„Fuck the world“

– oder: Der Augenblick der Glückseligkeit

Text und Fotos: Tarja Prüss (tarjasblog.de)

„Lächeln ist jedem auf der Welt vertraut“, sagt Jiri Geller, dessen Künstlername sich bewusst an Uri Geller anlehnt. „Smilies sind das erste Bild, das Menschen erkennen und zeichnen.“ Smilies haben sich weltweit als internationales Verständigungszeichen etabliert. Jiri Geller sieht darin eine neue globale Form der Volkskunst.

Er spielt mit diesen Symbolen. Der Bildhauer, der stark von der Popkultur inspiriert ist, bezeichnet sich selbst als Außenseiten und Punkrocker. Der 1970 geborene Bildhauer ist gelernter Silberschmied und sowohl im Inland als auch im Ausland erfolgreich.

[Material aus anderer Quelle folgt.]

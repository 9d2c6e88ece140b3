//! Sequential batch hashing with per-item fault isolation

use std::time::Duration;

use serde::Serialize;
use tracing::info;

use super::hasher::compute_hash;
use super::result::{HashMethod, HashResult};
use crate::options::HashOptions;
use crate::platform::FilePlatform;
use crate::reference::FileReference;

/// Hash every reference in order, one at a time
///
/// Items are never processed concurrently, which keeps at most one file's
/// content in memory. A failed item yields a result with `error` set; the
/// batch itself cannot fail.
pub async fn compute_batch<P>(
    platform: &P,
    references: &[FileReference],
    options: &HashOptions,
) -> Vec<HashResult>
where
    P: FilePlatform + ?Sized,
{
    let mut results = Vec::with_capacity(references.len());

    for (index, reference) in references.iter().enumerate() {
        if options.emit_logs {
            info!("[{}/{}] {}", index + 1, references.len(), reference);
        }
        results.push(compute_hash(platform, reference, options).await);
    }

    if options.emit_logs {
        let summary = BatchSummary::from_results(&results);
        info!(
            "Batch complete: {} succeeded, {} failed",
            summary.succeeded, summary.failed
        );
    }

    results
}

/// Aggregate counts over a batch's results
#[derive(Debug, Clone, Default, PartialEq, Eq, Serialize)]
pub struct BatchSummary {
    pub total: usize,
    pub succeeded: usize,
    pub failed: usize,
    pub native: usize,
    pub fallback: usize,
    #[serde(skip)]
    pub total_duration: Duration,
}

impl BatchSummary {
    /// Summarize a slice of results
    #[must_use]
    pub fn from_results(results: &[HashResult]) -> Self {
        let mut summary = Self {
            total: results.len(),
            ..Self::default()
        };

        for result in results {
            summary.total_duration += result.duration;
            if !result.is_success() {
                summary.failed += 1;
                continue;
            }
            summary.succeeded += 1;
            match result.method {
                Some(HashMethod::Native) => summary.native += 1,
                Some(HashMethod::StreamingFallback) => summary.fallback += 1,
                None => {}
            }
        }

        summary
    }

    /// Whether every item produced a hash
    #[must_use]
    pub fn all_succeeded(&self) -> bool {
        self.failed == 0
    }
}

„Fuck the world“ heißt die Ausstellung, die gerade im Serlachius Museum Göstä in Mänttä in Südfinnland zu Ende geht. Dennoch wollen wir Ihnen die Werke nicht vorenthalten. Kuratiert wurde die Ausstellung von Maaretta Jaukkuri.

Titelfigur der Ausstellung ist ein menschengroßer Astronaut mit Smilie-Gesicht. Ob er einem zuwinkt, einen wegschickt oder sich verabschiedet, bleibt jedoch dem Betrachter überlassen. Die größte Arbeit ist eine Rolltreppe, die nirgends hinführt. Ihr Titel: God says no.

Jiri Geller interessiert sich für bekannte, erkennbare und visuell getestete Bilder und Symbole. Sein Anliegen ist es, Objekte so schön zu machen, dass sie nach eigenen Worten „einen Augenblick der Glückseligkeit, die für immer andauert“ erzeugen.